Does Brazil need a film that openly advocates armed confrontation against its far-right government? That’s the first question that needs to be asked when discussing “Marighella,” actor Wagner Moura’s directorial debut focused on the final year in the life of left-wing insurrectionist Carlos Marighella during Brazil’s ruthless military dictatorship. For whatever one might think of the film’s merits as an adrenaline-filled shoot-‘em-up hagiographic biopic of a resistance-fighter/terrorist, the penultimate scene, in which a woman picks up a machine gun and looks directly at the camera, is unambiguous in its deeply troubling message. If there were doubts, Moura (“Elite Squad,” “Narcos”) doesn’t lose any opportunity to compare the current administration to its ideologically similar predecessor from the 1960s, thereby forcing viewers to judge the motivations of a film whose irresponsibility surpasses even its superficiality.
Of course the movie’s genesis began long before the fascist-leaning Jair Bolsonaro took office as president this year, but it’s disingenuous to claim that absolves the film, written by Moura and Felipe Braga, of eagerly playing up parallels in the two regimes. Although local distributors are already on board, there’s talk that the government may try to prevent release of the movie, which would gum up Globo TV’s plan to air a longer version divided into four parts once theatrical has run its course. Whatever the outcome, “Marighella” will become a lightning rod for debate within Brazil and among expat communities. Prospects for any kind of international release are uncertain, though Fernando Meirelles’ involvement as associate producer could add traction.

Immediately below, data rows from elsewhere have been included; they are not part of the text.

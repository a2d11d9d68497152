//! Structured error reporting.
//!
//! Recovered failures (a fetch that fell back to the offline response, a sync
//! action that will be retried, an audio asset that failed to load) never reach
//! the caller. They are handed to an [`ErrorReporter`] instead, as a kind plus
//! context fields, so an observability collaborator can collect them.

use std::sync::{Arc, Mutex, PoisonError};

use crate::error::{ErrorCode, WorkerError};

/// Where in the system a reported failure happened.
#[derive(Debug, Clone, Copy, PartialEq, Eq, Hash)]
pub enum ReportKind {
    /// Static asset precache during install.
    Install,
    /// Runtime fetch that fell back to an offline response.
    Fetch,
    /// Detached write into the dynamic cache.
    CacheWrite,
    /// Stale cache removal during activate.
    Activate,
    /// A single pending offline action.
    SyncAction,
    /// Listing pending actions for background sync.
    Sync,
    /// Page message handling.
    Message,
    /// Host effect (notification, window, client claim).
    Host,
    /// Audio asset load.
    AudioLoad,
    /// Audio playback start.
    AudioPlayback,
    /// Audio resource release.
    AudioTeardown,
}

impl ReportKind {
    /// Returns the string representation used in log fields.
    pub fn as_str(&self) -> &'static str {
        match self {
            ReportKind::Install => "install",
            ReportKind::Fetch => "fetch",
            ReportKind::CacheWrite => "cache_write",
            ReportKind::Activate => "activate",
            ReportKind::SyncAction => "sync_action",
            ReportKind::Sync => "sync",
            ReportKind::Message => "message",
            ReportKind::Host => "host",
            ReportKind::AudioLoad => "audio_load",
            ReportKind::AudioPlayback => "audio_playback",
            ReportKind::AudioTeardown => "audio_teardown",
        }
    }
}

/// A single structured error report.
#[derive(Debug, Clone)]
pub struct ErrorReport {
    pub kind: ReportKind,
    pub code: ErrorCode,
    pub message: String,
    pub context: Vec<(&'static str, String)>,
}

impl ErrorReport {
    /// Builds a report from an error.
    pub fn from_error(kind: ReportKind, error: &WorkerError) -> Self {
        Self {
            kind,
            code: error.code,
            message: error.message.clone(),
            context: Vec::new(),
        }
    }

    /// Adds a context field.
    pub fn with(mut self, key: &'static str, value: impl Into<String>) -> Self {
        self.context.push((key, value.into()));
        self
    }

    /// Returns the value of a context field, if present.
    pub fn field(&self, key: &str) -> Option<&str> {
        self.context
            .iter()
            .find(|(k, _)| *k == key)
            .map(|(_, v)| v.as_str())
    }
}

/// Sink for structured error reports.
pub trait ErrorReporter: Send + Sync {
    fn report(&self, report: ErrorReport);
}

/// Context keys that [`TracingReporter`] records as individual fields.
/// Other keys are folded into a single `extra` field.
pub const CONTEXT_FIELDS: &[&str] = &[
    "url",
    "stage",
    "destination",
    "cache",
    "effect",
    "message_type",
    "urls",
    "action_id",
    "path",
];

/// Reporter that forwards every report to `tracing` at warn level, inside an
/// `error_report` span carrying the kind, code and one field per context key.
#[derive(Debug, Default, Clone, Copy)]
pub struct TracingReporter;

impl ErrorReporter for TracingReporter {
    fn report(&self, report: ErrorReport) {
        use tracing::field::Empty;

        let span = tracing::warn_span!(
            "error_report",
            kind = report.kind.as_str(),
            code = report.code.as_str(),
            url = Empty,
            stage = Empty,
            destination = Empty,
            cache = Empty,
            effect = Empty,
            message_type = Empty,
            urls = Empty,
            action_id = Empty,
            path = Empty,
            extra = Empty,
        );

        let mut extra = Vec::new();
        for (key, value) in &report.context {
            if CONTEXT_FIELDS.contains(key) {
                span.record(*key, value.as_str());
            } else {
                extra.push(format!("{}={}", key, value));
            }
        }
        if !extra.is_empty() {
            span.record("extra", extra.join(" ").as_str());
        }

        let _entered = span.enter();
        tracing::warn!("{}", report.message);
    }
}

/// Reporter that keeps reports in memory.
#[derive(Debug, Default, Clone)]
pub struct MemoryReporter {
    reports: Arc<Mutex<Vec<ErrorReport>>>,
}

impl MemoryReporter {
    pub fn new() -> Self {
        Self::default()
    }

    /// Returns a copy of every report received so far.
    pub fn reports(&self) -> Vec<ErrorReport> {
        self.reports
            .lock()
            .unwrap_or_else(PoisonError::into_inner)
            .clone()
    }

    /// Returns the reports of one kind.
    pub fn of_kind(&self, kind: ReportKind) -> Vec<ErrorReport> {
        self.reports()
            .into_iter()
            .filter(|r| r.kind == kind)
            .collect()
    }
}

impl ErrorReporter for MemoryReporter {
    fn report(&self, report: ErrorReport) {
        self.reports
            .lock()
            .unwrap_or_else(PoisonError::into_inner)
            .push(report);
    }
}

#[cfg(test)]
mod tests {
    use super::*;

    #[test]
    fn report_carries_context() {
        let err = WorkerError::network("http://localhost/a.js", "offline");
        let report = ErrorReport::from_error(ReportKind::Fetch, &err)
            .with("url", "http://localhost/a.js")
            .with("destination", "script");

        assert_eq!(report.code, ErrorCode::NetworkFailed);
        assert_eq!(report.field("url"), Some("http://localhost/a.js"));
        assert_eq!(report.field("destination"), Some("script"));
        assert_eq!(report.field("missing"), None);
    }

    #[test]
    fn memory_reporter_filters_by_kind() {
        let reporter = MemoryReporter::new();
        let err = WorkerError::cache_storage("disk full");
        reporter.report(ErrorReport::from_error(ReportKind::CacheWrite, &err));
        reporter.report(ErrorReport::from_error(ReportKind::Install, &err));

        assert_eq!(reporter.reports().len(), 2);
        assert_eq!(reporter.of_kind(ReportKind::CacheWrite).len(), 1);
        assert!(reporter.of_kind(ReportKind::AudioLoad).is_empty());
    }

    #[test]
    fn tracing_reporter_does_not_panic_without_subscriber() {
        let err = WorkerError::host("window closed");
        TracingReporter.report(ErrorReport::from_error(ReportKind::Host, &err).with("url", "/"));
    }

    /// Collects formatted log output.
    #[derive(Clone, Default)]
    struct Captured(Arc<Mutex<Vec<u8>>>);

    impl std::io::Write for Captured {
        fn write(&mut self, buf: &[u8]) -> std::io::Result<usize> {
            self.0.lock().unwrap().extend_from_slice(buf);
            Ok(buf.len())
        }

        fn flush(&mut self) -> std::io::Result<()> {
            Ok(())
        }
    }

    impl<'a> tracing_subscriber::fmt::MakeWriter<'a> for Captured {
        type Writer = Captured;

        fn make_writer(&'a self) -> Self::Writer {
            self.clone()
        }
    }

    #[test]
    fn tracing_reporter_emits_each_context_field() {
        let captured = Captured::default();
        let subscriber = tracing_subscriber::fmt()
            .with_writer(captured.clone())
            .with_ansi(false)
            .finish();

        let err = WorkerError::network("http://localhost:5173/app.js", "offline");
        tracing::subscriber::with_default(subscriber, || {
            TracingReporter.report(
                ErrorReport::from_error(ReportKind::Fetch, &err)
                    .with("url", "http://localhost:5173/app.js")
                    .with("stage", "cache_lookup")
                    .with("attempt", "2"),
            );
        });

        let output = String::from_utf8(captured.0.lock().unwrap().clone()).unwrap();
        assert!(output.contains("kind=\"fetch\""), "{}", output);
        assert!(output.contains("code=\"NETWORK_FAILED\""), "{}", output);
        assert!(output.contains("url=\"http://localhost:5173/app.js\""), "{}", output);
        assert!(output.contains("stage=\"cache_lookup\""), "{}", output);
        assert!(output.contains("extra=\"attempt=2\""), "{}", output);
        assert!(!output.contains("context="), "{}", output);
    }

    #[test]
    fn context_fields_cover_every_key_in_use() {
        for key in ["url", "cache", "effect", "path", "action_id", "message_type"] {
            assert!(CONTEXT_FIELDS.contains(&key), "{} not a field", key);
        }
    }
}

Marighella had been a Marxist activist clamoring for revolution long before the 1964 coup d’état ushered in 20 years of brutal dictatorship in Brazil. The film starts with a daring train robbery in 1968, when Marighella (Seu Jorge) and his band steal weapons while assuring passengers, Robin Hood style, that they’re defenders of the people. Opening with this sort of driving action sequence allows Moura to kick off the movie with a bang — our hero as warrior — while following things up with a flashback in which Marighella shows his tender side as caring parent of Carlinhos, safely isolated in Bahia from his father’s activities.
This duality becomes the film’s guiding blueprint, presenting Marighella as both a righteous guerilla fighter and a loving dad who turns to violence in order to make Brazil a better place for his child. There’s even something superhuman (and more than a little Jesus-like) about the man: Captured outside a cinema, he survives being pumped full of more lead than it would take to finish off Rasputin. His nemesis is chief inspector Lúcio (Bruno Gagliasso), a single-minded, sadistic enforcer of the dictatorship’s authority, who can’t bear to be humiliated by Marighella’s successes.
The American government makes an appearance in the form of a couple of crass CIA operatives in Brazil urging the military to use whatever means necessary to eliminate the communist threat. News of the guerilla cell’s campaign of robbery and assassination in the name of resistance and revolution isn’t getting out to the people, so Marighella and his band devise a way to take the airwaves, further infuriating Lúcio and causing the noose to tighten around everyone’s neck. By the time Bella (Bella Camero) is seen in that penultimate shot challenging the audience with her gaze to take up arms, most everyone has been tortured and/or killed, yet the dream of resistance lives on.
As if that message weren’t clear enough, the mantra “an eye for an eye” runs throughout the film, condoning tit-for-tat violence. Brazil’s dictatorship was a horrendous chapter in the nation’s history, its brutality second to none, yet the question must be raised whether kidnapping and murder was an effective response to the regime. “Marighella” isn’t interested in weighing ethics, preferring a testosterone-charged portrait of armed insurrection as a glorious pathway to martyrdom. Nonviolent resistance? Don’t even mention it.
At least Jorge gets to present two sides to Marighella — determined warrior and affectionate comrade — allowing the actor to make the most of his considerable screen presence. Yet Bruno Gagliasso’s Lúcio isn’t even given implied dimensionality, played in a one-note fury as predictable as it is ineffective. There’s just one stand-out moment when a genuine unforced emotion graces the screen; that’s when Marighella surprises his marginalized wife Clara (Adriana Esteves) at night on the street. She looks up into his eyes, her face registering love, sadness and the knowledge that he’s not long for this world. It’s a beautiful, subtle flash of profundity, expertly played by Esteves, but over and forgotten in a blink. Muscular camerawork by Adrian Teijido, combined with Lucas Gonzaga’s edgy editing, furthers the violence-as-heroics message.